WHAT THIS TASK INVOLVES:
The required lines are those that contain "matches"; pull them out of the data and copy them.

SUPPLIED INFORMATION:

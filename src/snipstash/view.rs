//! The derived view: a pure projection of the collection for listing.
//!
//! Filters are conjunctive: a snippet appears only if every active filter
//! passes. Sorting is a total order per [`SortMode`]; `sort_by` is stable,
//! so ties keep the collection's insertion order.

use std::cmp::Ordering;

use crate::collection::Collection;
use crate::model::{Language, Snippet, Visibility};

#[derive(Debug, Clone, Copy, PartialEq, Eq)]
pub enum SortMode {
    NameAsc,
    NameDesc,
    CreatedAsc,
    CreatedDesc,
    UsageAsc,
    UsageDesc,
}

impl Default for SortMode {
    fn default() -> Self {
        // Newest first, matching the list rendering default.
        Self::CreatedDesc
    }
}

impl std::str::FromStr for SortMode {
    type Err = String;

    fn from_str(s: &str) -> Result<Self, Self::Err> {
        match s.to_lowercase().as_str() {
            "name" | "name-asc" => Ok(SortMode::NameAsc),
            "name-desc" => Ok(SortMode::NameDesc),
            "created" | "created-asc" => Ok(SortMode::CreatedAsc),
            "created-desc" => Ok(SortMode::CreatedDesc),
            "usage" | "usage-asc" => Ok(SortMode::UsageAsc),
            "usage-desc" => Ok(SortMode::UsageDesc),
            other => Err(format!("Unknown sort mode: {}", other)),
        }
    }
}

#[derive(Debug, Clone, Default)]
pub struct ViewFilter {
    /// Case-insensitive free text matched against name, code, tags, owner.
    pub search: Option<String>,
    /// Exact language match; `None` means all languages.
    pub language: Option<Language>,
    /// Every listed tag must be present (AND, not OR).
    pub tags: Vec<String>,
    pub visibility: Option<Visibility>,
    /// Archived snippets are excluded unless this is set.
    pub include_archived: bool,
    pub sort: SortMode,
}

impl ViewFilter {
    pub fn with_search(mut self, term: impl Into<String>) -> Self {
        self.search = Some(term.into());
        self
    }

    pub fn with_tags(mut self, tags: Vec<String>) -> Self {
        self.tags = tags;
        self
    }

    pub fn with_language(mut self, language: Language) -> Self {
        self.language = Some(language);
        self
    }
}

/// Computes the ordered subset of the collection to render.
pub fn apply(collection: &Collection, filter: &ViewFilter) -> Vec<Snippet> {
    let mut listed: Vec<Snippet> = collection
        .snippets
        .iter()
        .filter(|s| matches(s, filter))
        .cloned()
        .collect();

    listed.sort_by(|a, b| compare(a, b, filter.sort));
    listed
}

fn matches(snippet: &Snippet, filter: &ViewFilter) -> bool {
    if snippet.is_archived && !filter.include_archived {
        return false;
    }

    if let Some(language) = &filter.language {
        if &snippet.language != language {
            return false;
        }
    }

    if let Some(visibility) = filter.visibility {
        if snippet.visibility != visibility {
            return false;
        }
    }

    if !filter.tags.iter().all(|t| snippet.has_tag(t)) {
        return false;
    }

    if let Some(term) = &filter.search {
        let term = term.trim().to_lowercase();
        if !term.is_empty() {
            let hit = snippet.name.to_lowercase().contains(&term)
                || snippet.code.to_lowercase().contains(&term)
                || snippet.owner.to_lowercase().contains(&term)
                || snippet.tags.iter().any(|t| t.to_lowercase().contains(&term));
            if !hit {
                return false;
            }
        }
    }

    true
}

fn compare(a: &Snippet, b: &Snippet, sort: SortMode) -> Ordering {
    match sort {
        SortMode::NameAsc => a.name.cmp(&b.name),
        SortMode::NameDesc => b.name.cmp(&a.name),
        SortMode::CreatedAsc => a.created_at.cmp(&b.created_at),
        SortMode::CreatedDesc => b.created_at.cmp(&a.created_at),
        SortMode::UsageAsc => a.use_count.cmp(&b.use_count),
        SortMode::UsageDesc => b.use_count.cmp(&a.use_count),
    }
}
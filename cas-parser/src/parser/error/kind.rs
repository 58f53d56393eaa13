use ariadne::Fmt;
use cas_attrs::ErrorKind;
use cas_error::EXPR;
use crate::tokenizer::TokenKind;

/// Lists the descriptions of the given token kinds, without repeats.
fn describe_all(kinds: &[TokenKind]) -> String {
    let mut descriptions = Vec::<&str>::new();
    for kind in kinds {
        if !descriptions.contains(&kind.describe()) {
            descriptions.push(kind.describe());
        }
    }
    descriptions.join(", ")
}

/// The input ended in the middle of an expression.
#[derive(Debug, Clone, ErrorKind, PartialEq)]
#[error(
    message = "unexpected end of input",
    labels = [format!("expected an {} here", "operand".fg(EXPR))],
)]
pub struct UnexpectedEof;

/// A complete expression was parsed, but input remains after it.
#[derive(Debug, Clone, ErrorKind, PartialEq)]
#[error(
    message = "expected end of input",
    labels = ["this is not part of the expression"],
    help = format!("use {} to multiply and {} to raise to a power", "*".fg(EXPR), "^".fg(EXPR)),
)]
pub struct ExpectedEof;

/// A token appeared where a different one was required.
#[derive(Debug, Clone, ErrorKind, PartialEq)]
#[error(
    message = format!("unexpected {}", found.describe()),
    labels = [format!("expected {}", describe_all(expected))],
)]
pub struct UnexpectedToken {
    /// The token kinds that would have been accepted.
    pub expected: &'static [TokenKind],

    /// The token kind that was found.
    pub found: TokenKind,
}

/// A character that is not part of any operator, number, or name.
#[derive(Debug, Clone, ErrorKind, PartialEq)]
#[error(
    message = format!("unrecognized character `{}`", symbol),
    labels = ["this character"],
    help = "expressions are built from numbers, names, `+ - * / ^`, commas, and parentheses",
)]
pub struct UnknownSymbol {
    /// The character as it was written.
    pub symbol: String,
}

/// An opening parenthesis has no matching closing parenthesis.
#[derive(Debug, Clone, ErrorKind, PartialEq)]
#[error(
    message = "unclosed parenthesis",
    labels = ["this parenthesis is never closed"],
    help = format!("add a closing parenthesis {} after the expression", ")".fg(EXPR)),
)]
pub struct UnclosedParenthesis;

/// A pair of parentheses contains nothing.
#[derive(Debug, Clone, ErrorKind, PartialEq)]
#[error(
    message = "missing expression inside parentheses",
    labels = ["add an expression here"],
)]
pub struct EmptyParenthesis;

#[cfg(test)]
mod tests {
    use pretty_assertions::assert_eq;
    use super::*;

    #[test]
    fn describe_without_repeats() {
        assert_eq!(
            describe_all(&[TokenKind::Int, TokenKind::Float, TokenKind::Name, TokenKind::OpenParen]),
            "a number, a name, `(`",
        );
    }
}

RESULT OF THE TASK:
        .filter(|s| matches(s, filter))
fn matches(snippet: &Snippet, filter: &ViewFilter) -> bool {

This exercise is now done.